How To: Miso Microbiome Soup

How To: Miso Microbiome Soup



Depending on the variety, soup can have so many healing benefits. 

My new Miso Microbiome recipe is no exception: Easy on digestion and packed with phytonutrients, it’s light yet flavorful and tastes like it has super powers. The clear broth and warming ginger are reminiscent of a comforting childhood chicken noodle soup, but this version has a Japanese twist and is vegan.

When it comes to the gastrointestinal tract, the goal is to soothe, nourish and repair. The sensitive lining of our gut is only one cell layer thick and behind it lies 70 percent or more of what powers the immune system.

Aspects of our modern lifestyle—stress, processed unhealthy foods, medications and alcohol, to name a few—can break down or compromise this sensitive barrier and trigger the immune system in unhealthy ways. For example, inflammation in the body is a sign of a triggered immune system, instigating ailments like eczema, acne, brain fog, joint pain, allergies, low mood, anxiety and several others. 

This soup is by no means the cure for any medical condition, but it is, without a doubt, gut-friendly. It contains anti-inflammatory turmeric, ginger and onion, while being free of some of the most common gut irritants: gluten, dairy and sugar.  

The recipe contains highly nutritious shitake mushrooms, which are full of important minerals, packed with B vitamins and also offer immune-regulating vitamin D—not usually found in foods. Shitake mushrooms have been proven to be anti-inflammatory and to support immune function. 

The soup’s organic miso—a salty paste made from fermented grains and beans (usually soybeans)—has been a staple ingredient in the Japanese diet for thousands of years.  Because miso is fermented, it contains beneficial live probiotic cultures (or friendly bacteria) that have many benefits for the gut and our microbiome. 

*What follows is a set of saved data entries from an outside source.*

//! Domain types shared by the archive pipeline and its callers.
//!
//! JSON field names are camelCase so an [`Archive`] can be embedded into the
//! viewer page verbatim.

use serde::{Deserialize, Serialize};
use serde_json::{Map, Value};

use crate::error::{ArchiveError, ArchiveResult};

/// Feed source type, supplied by the caller (never inferred from the bundle).
#[derive(Debug, Clone, Copy, PartialEq, Eq, Serialize, Deserialize)]
pub enum SourceType {
    #[serde(rename = "CEX")]
    Cex,
    #[serde(rename = "DEX")]
    Dex,
}

impl SourceType {
    pub fn as_str(&self) -> &'static str {
        match self {
            SourceType::Cex => "CEX",
            SourceType::Dex => "DEX",
        }
    }
}

impl std::str::FromStr for SourceType {
    type Err = ArchiveError;

    fn from_str(value: &str) -> ArchiveResult<Self> {
        match value {
            "CEX" => Ok(SourceType::Cex),
            "DEX" => Ok(SourceType::Dex),
            other => Err(ArchiveError::UnknownSourceType {
                value: other.to_string(),
            }),
        }
    }
}

impl std::fmt::Display for SourceType {
    fn fmt(&self, f: &mut std::fmt::Formatter<'_>) -> std::fmt::Result {
        f.write_str(self.as_str())
    }
}

/// Identifier of a bundle in the object store.
#[derive(Debug, Clone, PartialEq, Eq, Hash)]
pub struct ContentId(String);

/// Prefix of fact storage URNs pointing into Arweave.
pub const STORAGE_URN_PREFIX: &str = "urn:arweave:";

impl ContentId {
    pub fn new(id: impl Into<String>) -> Self {
        Self(id.into())
    }

    /// Parse a fact `storage_urn` (`urn:arweave:<tx>`).
    pub fn from_storage_urn(urn: &str) -> ArchiveResult<Self> {
        match urn.strip_prefix(STORAGE_URN_PREFIX) {
            Some(id) if !id.is_empty() && !id.contains('/') => Ok(Self(id.to_string())),
            _ => Err(ArchiveError::InvalidStorageUrn {
                urn: urn.to_string(),
            }),
        }
    }

    pub fn as_str(&self) -> &str {
        &self.0
    }
}

impl std::fmt::Display for ContentId {
    fn fmt(&self, f: &mut std::fmt::Formatter<'_>) -> std::fmt::Result {
        f.write_str(&self.0)
    }
}

/// One record of the tar container, fully buffered.
#[derive(Debug, Clone, PartialEq, Eq)]
pub struct ContainerEntry {
    /// Entry path as stored in the header; directories end with `/`.
    pub path: String,
    pub is_directory: bool,
    pub content: Vec<u8>,
}

/// Node of the archive directory tree.
#[derive(Debug, Clone, PartialEq, Eq, Serialize, Deserialize)]
#[serde(tag = "type", rename_all = "lowercase")]
pub enum DirectoryNode {
    File {
        name: String,
    },
    Folder {
        name: String,
        nodes: Vec<DirectoryNode>,
    },
}

impl DirectoryNode {
    pub fn name(&self) -> &str {
        match self {
            DirectoryNode::File { name } | DirectoryNode::Folder { name, .. } => name,
        }
    }

    /// Full paths of this node and its descendants, depth first.
    /// Folder paths end with `/`.
    pub fn paths(&self) -> Vec<String> {
        let mut out = Vec::new();
        self.collect_paths("", &mut out);
        out
    }

    fn collect_paths(&self, prefix: &str, out: &mut Vec<String>) {
        match self {
            DirectoryNode::File { name } => out.push(format!("{prefix}{name}")),
            DirectoryNode::Folder { name, nodes } => {
                let path = format!("{prefix}{name}/");
                out.push(path.clone());
                for node in nodes {
                    node.collect_paths(&path, out);
                }
            }
        }
    }
}

/// Materialized content of a `.txt` or `.json` entry.
#[derive(Debug, Clone, PartialEq, Serialize, Deserialize)]
#[serde(untagged)]
pub enum FileContent {
    Text(String),
    Json(Value),
}

impl FileContent {
    pub fn as_json(&self) -> Option<&Value> {
        match self {
            FileContent::Json(value) => Some(value),
            FileContent::Text(_) => None,
        }
    }

    pub fn as_text(&self) -> Option<&str> {
        match self {
            FileContent::Text(text) => Some(text),
            FileContent::Json(_) => None,
        }
    }
}

/// A text or JSON file extracted from the bundle.
#[derive(Debug, Clone, PartialEq, Serialize, Deserialize)]
#[serde(rename_all = "camelCase")]
pub struct ArchivedFile {
    /// Full entry path inside the bundle.
    pub name: String,
    /// Last path segment.
    pub file_name: String,
    /// Uppercased extension (`TXT`, `JSON`).
    pub extension: String,
    pub content: FileContent,
}

/// Kind of data provider behind a source.
#[derive(Debug, Clone, Copy, PartialEq, Eq, Serialize, Deserialize)]
pub enum SourceKind {
    #[serde(rename = "CEX API")]
    CexApi,
    #[serde(rename = "DEX LP")]
    DexLp,
}

/// A known data source from the record store, optionally augmented with the
/// values it contributed to a fact.
#[derive(Debug, Clone, PartialEq, Serialize, Deserialize)]
#[serde(rename_all = "camelCase")]
pub struct Source {
    pub id: String,
    pub name: String,
    #[serde(default)]
    pub network: String,
    #[serde(default)]
    pub recipient: String,
    #[serde(default)]
    pub sender: String,
    #[serde(rename = "type", default)]
    pub kind: Option<SourceKind>,
    #[serde(default)]
    pub website: String,
    #[serde(rename = "image_path", default)]
    pub image_path: String,
    #[serde(rename = "background_color", default)]
    pub background_color: String,
    // CEX sources carry asset_pair_value; DEX sources carry base/quote.
    #[serde(default, skip_serializing_if = "Option::is_none")]
    pub base_asset_value: Option<f64>,
    #[serde(default, skip_serializing_if = "Option::is_none")]
    pub quote_asset_value: Option<f64>,
    #[serde(default, skip_serializing_if = "Option::is_none")]
    pub asset_pair_value: Option<f64>,
}

impl Source {
    pub fn new(id: impl Into<String>, name: impl Into<String>) -> Self {
        Self {
            id: id.into(),
            name: name.into(),
            network: String::new(),
            recipient: String::new(),
            sender: String::new(),
            kind: None,
            website: String::new(),
            image_path: String::new(),
            background_color: String::new(),
            base_asset_value: None,
            quote_asset_value: None,
            asset_pair_value: None,
        }
    }
}

/// Provenance summary derived from the validation file.
#[derive(Debug, Clone, PartialEq, Serialize, Deserialize)]
#[serde(rename_all = "camelCase")]
pub struct ArchiveDetails {
    pub sources: Vec<Source>,
    pub collection_timestamp: String,
    #[serde(rename = "collectorNodeID")]
    pub collector_node_id: String,
    pub content_signature: String,
    pub calculation_method: String,
    pub validation_date: String,
    pub source_type: String,
}

/// Fact record as stored in the record store. Only the fields the archive
/// pipeline reads are typed; everything else is carried through in `extra`.
#[derive(Debug, Clone, PartialEq, Serialize, Deserialize)]
pub struct FactRecord {
    #[serde(default)]
    pub id: String,
    pub fact_urn: String,
    #[serde(default)]
    pub storage_urn: String,
    #[serde(default)]
    pub network: String,
    #[serde(flatten)]
    pub extra: Map<String, Value>,
}

impl FactRecord {
    pub fn new(fact_urn: impl Into<String>, storage_urn: impl Into<String>) -> Self {
        Self {
            id: String::new(),
            fact_urn: fact_urn.into(),
            storage_urn: storage_urn.into(),
            network: String::new(),
            extra: Map::new(),
        }
    }
}

/// Archive explorer result for one fact.
///
/// `directory_tree`, `files` and `details` are all `None` only when the
/// bundle could not be fetched or decoded at all.
#[derive(Debug, Clone, PartialEq, Serialize, Deserialize)]
#[serde(rename_all = "camelCase")]
pub struct Archive {
    pub fact: FactRecord,
    pub directory_tree: Option<Vec<DirectoryNode>>,
    pub files: Option<Vec<ArchivedFile>>,
    pub details: Option<ArchiveDetails>,
}

impl Archive {
    pub fn unavailable(fact: FactRecord) -> Self {
        Self {
            fact,
            directory_tree: None,
            files: None,
            details: None,
        }
    }

    pub fn is_unavailable(&self) -> bool {
        self.directory_tree.is_none() && self.files.is_none() && self.details.is_none()
    }
}

/// Fact summary reconstructed from `bag-info.txt`.
#[derive(Debug, Clone, PartialEq, Serialize, Deserialize)]
pub struct FactStatementStub {
    pub fact_urn: String,
    pub feed_name: String,
    pub feed_type: String,
    pub value: f64,
    pub inverse_value: f64,
    pub description: String,
    pub inverse_description: String,
    pub validation_date: String,
}

/// Everything needed to package an archive for download.
#[derive(Debug, Clone)]
pub struct ArchiveDownload {
    pub fact: FactStatementStub,
    pub directory_tree: Vec<DirectoryNode>,
    pub files: Vec<ArchivedFile>,
    pub details: Option<ArchiveDetails>,
    /// Every container entry in bundle order, including non-text files.
    pub entries: Vec<ContainerEntry>,
    pub bundle: bytes::Bytes,
}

Tip: To avoid destroying those beneficial components, only add miso to your soup when it's no longer boiling and just about ready to serve. 

Ingredients (serves 4):

  • 1 medium white onion or 4 stalks of spring onion, chopped.
  • 1 clove garlic
  • 1 medium red chili, de-seeded and chopped
  • 2 tablespoons ginger, grated/finely chopped
  • 1 tablespoon organic coconut oil
  • 1 cup dried Shitake mushrooms, sliced (or 2 cups fresh)
  • 1 cup fresh green string beans, cleaned and cut into bite-size pieces
  • 1/4 pound soba noodles (made from 100% soba, wheat-free)
  • 1 liter filtered water
  • 2 tablespoons coconut aminos 

Instructions:

  1. Sautée the chopped onion, garlic, red chili and grated ginger in the coconut oil. 
  2. Add the shitake mushrooms and green beans. Stir and sautée for another 5 minutes. 
  3. Add about 4 cups water (or organic broth) and 2 tablespoons of coconut aminos. 
  4. Turn down the heat and let simmer for 20 mins. 
  5. Stir in 2 tablespoons mellow white miso. Add the soba noodles and simmer for about another 5 mins, until the noodles are al dente.
  6. Top with sprinkled sesame seeds, some fresh spring onion, wakame and a tablespoon of chopped kimchi.

Enjoy!

— Klara Mudge

Klara Mudge is a functional medicine nutritionist, NLP practitioner, health coach and certified yoga instructor, who graduated in London, then worked in New York (at the Parsley Health) and now lives in Namibia. From there, she writes, coaches and teaches private and corporate clients all over the world about attainable, sustainable, personalized health.